The ESC seems to have been more successfully used for the definition of species. Indeed, most Botrytis spp. are host-specific or have a narrow host range. B. fabae, for example, infects only plants from the same botanical family Fabaceae (Jarvis 1977). Botrytis species are, therefore, usually named after their host plants (Table 6.1). Only two species have been reported to have multiple host plants from different botanical families in the wild: B. cinerea and B. pseudocinerea (Walker et al. 2011; Jarvis 1980; Fekete et al. 2012). Botrytis spp. can infect more than 1,400 host species, including not only wild plants, but also major ornamental, greenhouse and field crops, such as tomato, grapevine, lettuce, strawberry, tulip, rose and onion (Chap. 21). They are all necrotrophs, inducing host-cell death, leading to the progressive decay of infected plant tissue. They are also commonly found as saprophytes on dead tissues. However, there is an exception. The newly described species B. deweyae, which infects Hemerocallis, was recently shown to have an endophytic lifestyle under appropriate conditions (Grant Downton et al. 2014). B. cinerea may also be found as an endophytic contaminant of Primula and lettuce seeds (Barnes and Shaw 2003; Sowley et al. 2010). Moreover, ecological preferences may not be governed solely by the host. B. pseudocinerea, which is sympatric with B. cinerea on the same hosts, is regularly found to be more abundant in the spring than in the autumn. It is also mostly found on dead flower parts from grapevine rather than on living berries. Finally, unlike B. cinerea, the distribution of this species is not uniform worldwide, or even within a particular region (Walker et al. 2011; Johnston et al. 2013). This suggests that at least some Botrytis species are capable of fine-niche adaptation, but this aspect requires further investigation.

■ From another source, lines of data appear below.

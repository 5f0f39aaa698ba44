//! Per-layer effect chain
//!
//! Effects are processed in chain order (index 0 first). Gain always runs
//! before speed-up so the crossfades work on the already-scaled signal.

use super::{Effect, Gain, SpeedUp};
use crate::engine::AudioBuffer;
use crate::error::{Result, SublayerError};

/// Order priority for effect types
#[derive(Debug, Clone, Copy, PartialEq, Eq, PartialOrd, Ord)]
pub enum EffectPosition {
    Gain = 0,
    SpeedUp = 1,
    Other = 2,
}

impl EffectPosition {
    /// Get recommended position for an effect type
    pub fn for_effect_type(effect_type: &str) -> Self {
        match effect_type {
            "gain" => EffectPosition::Gain,
            "speedup" => EffectPosition::SpeedUp,
            _ => EffectPosition::Other,
        }
    }
}

/// Chain of effects applied to one layer
#[derive(Default)]
pub struct EffectChain {
    effects: Vec<Box<dyn Effect>>,
}

impl EffectChain {
    /// Create a new empty effect chain
    pub fn new() -> Self {
        Self {
            effects: Vec::new(),
        }
    }

    /// Chain for a layer: gain in dB, then speed-up unless the rate is 1.0
    pub fn for_layer(gain_db: i32, rate: f64) -> Self {
        let mut chain = Self::new();
        chain.add(Box::new(Gain::new(gain_db as f32)));
        if rate != 1.0 {
            chain.add(Box::new(SpeedUp::new(rate)));
        }
        chain
    }

    /// Add an effect at its recommended position
    pub fn add(&mut self, effect: Box<dyn Effect>) {
        let position = self.get_recommended_position(effect.effect_type());
        self.effects.insert(position, effect);
    }

    /// Process the entire chain, stopping at the first failing effect
    pub fn process(&mut self, buffer: &mut AudioBuffer) -> Result<()> {
        for effect in &mut self.effects {
            if effect.is_identity() {
                continue;
            }
            effect.process(buffer)?;
            if !buffer.is_finite() {
                return Err(SublayerError::Processing {
                    reason: format!("{} produced invalid audio (NaN/Inf)", effect.display_name()),
                });
            }
        }
        Ok(())
    }

    fn get_recommended_position(&self, effect_type: &str) -> usize {
        let priority = EffectPosition::for_effect_type(effect_type);

        self.effects
            .iter()
            .position(|e| EffectPosition::for_effect_type(e.effect_type()) > priority)
            .unwrap_or(self.effects.len())
    }
}

#[cfg(test)]
mod tests {
    use super::*;
    use crate::engine::generate_test_tone;

    #[test]
    fn test_effect_position_ordering() {
        assert!(EffectPosition::Gain < EffectPosition::SpeedUp);
        assert!(EffectPosition::SpeedUp < EffectPosition::Other);
    }

    #[test]
    fn test_gain_inserted_before_speedup() {
        let mut chain = EffectChain::new();
        chain.add(Box::new(SpeedUp::new(2.0)));
        chain.add(Box::new(Gain::new(-3.0)));

        let types: Vec<_> = chain.effects.iter().map(|e| e.effect_type()).collect();
        assert_eq!(types, vec!["gain", "speedup"]);
    }

    #[test]
    fn test_for_layer_skips_unity_rate() {
        assert_eq!(EffectChain::for_layer(0, 1.0).effects.len(), 1);
        assert_eq!(EffectChain::for_layer(-5, 10.0).effects.len(), 2);
    }

    #[test]
    fn test_chain_processes_in_order() {
        let mut buffer = generate_test_tone(220.0, 4.0, 8000);
        let mut chain = EffectChain::for_layer(-6, 2.0);
        chain.process(&mut buffer).unwrap();
        assert!(buffer.duration_secs() < 2.5);
        assert!(crate::engine::buffer::calculate_peak(&buffer) < 0.6);
    }
}
//! CLI Command Implementations
//!
//! Headless versions of what the window does: render a mix to disk or play
//! a file.

use std::path::Path;

use crate::app::AppState;
use crate::compose::{compose_automatic, compose_layers, LayerSpec};
use crate::config::{AppConfig, SynthEngine};
use crate::engine::{export_audio, AudioBuffer, ExportFormat};
use crate::error::Result;
use crate::playback::PlaybackController;
use crate::speech::{build_synthesizer, SpeechSynthesizer};

/// Apply the `--engine` override to a loaded config
pub fn apply_overrides(config: &mut AppConfig, engine: Option<SynthEngine>) {
    if let Some(engine) = engine {
        tracing::debug!(?engine, "engine overridden on the command line");
        config.synth.engine = engine;
    }
}

/// Launch the generator window.
pub fn gui(config: &AppConfig) -> Result<()> {
    let state = AppState::from_config(config)?;
    crate::gui::run(state)
}

/// Render manual layers to `output`.
pub fn manual(config: &AppConfig, layers: &[LayerSpec], output: &Path) -> Result<()> {
    let synth = build_synthesizer(&config.synth)?;
    let mix = render_manual(synth.as_ref(), layers)?;
    write_mix(&mix, output, config.export.format())
}

/// Render the automatic stack for `text` to `output`.
pub fn auto(config: &AppConfig, text: &str, num_layers: usize, output: &Path) -> Result<()> {
    let synth = build_synthesizer(&config.synth)?;
    let mix = render_automatic(synth.as_ref(), text, num_layers)?;
    write_mix(&mix, output, config.export.format())
}

/// Play `file` to the end, or forever when looping.
pub fn play(file: &Path, looping: bool) -> Result<()> {
    let mut controller = PlaybackController::default();
    controller.play_file(file, looping)?;

    println!("Playing: {}", file.display());
    if looping {
        println!("Looping, press Ctrl-C to stop");
    }
    controller.wait()
}

pub fn render_manual(synth: &dyn SpeechSynthesizer, layers: &[LayerSpec]) -> Result<AudioBuffer> {
    tracing::info!(engine = synth.name(), layers = layers.len(), "rendering manual layers");
    compose_layers(synth, layers, &mut |percent: f64| print_progress(percent))
}

pub fn render_automatic(
    synth: &dyn SpeechSynthesizer,
    text: &str,
    num_layers: usize,
) -> Result<AudioBuffer> {
    tracing::info!(engine = synth.name(), layers = num_layers, "rendering automatic layers");
    compose_automatic(synth, text, num_layers, &mut |percent: f64| {
        print_progress(percent)
    })
}

fn write_mix(mix: &AudioBuffer, output: &Path, format: ExportFormat) -> Result<()> {
    export_audio(mix, output, format)?;
    println!(
        "Audio saved to {} ({:.2}s)",
        output.display(),
        mix.duration_secs()
    );
    Ok(())
}

fn print_progress(percent: f64) {
    eprintln!("Progress: {:>5.1}%", percent);
}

6.2.2.4 Identification on the Basis of the Phylogenetic Species Concept

The PSC is undoubtedly the most widely used concept in Botrytis taxonomy. The phylogenetic approach to systematics has been boosted by advances in DNA sequencing and by the identification, over the last 10 years, of genes highly relevant to the resolution of Botrytis phylogeny. As a consequence, seven new species have come to the fore in the last four years (Table 6.1). The ITS rDNA region has been extensively used for the species-level discrimination of fungal species. Unfortunately, the number of informative sequence characters is too small in Botrytis for the full resolution of relationships between all species. This approach was nevertheless successfully used to infer a preliminary phylogeny of the family Sclerotiniaceae (Holst-Jensen et al. 1998). Universal-primed polymerase chain reaction (UP-PCR) fingerprinting, coupled with the restriction of ITS rDNA regions also led to the identification of five groups: B. cinerea, B. squamosa, B. byssoidea and two groups of B. aclada (Nielsen et al. 2001), one of which was subsequently recognized as the hybrid between B. aclada and B. byssoidea and renamed B. allii (Nielsen and Yohalem 2001; Yohalem et al. 2003). Moreover, a method coupling ITS rDNA sequencing and the multiplex PCR amplification of two laccase introns can identify several species from the Sclerotiniaceae, including B. cinerea (Hirschhäuser and Fröhlich 2007). Finally, the intergenic spacer (IGS) rDNA region was successfully used in preliminary studies as an RFLP marker for distinguishing between B. cinerea and B. pseudocinerea (Giraud et al. 1997).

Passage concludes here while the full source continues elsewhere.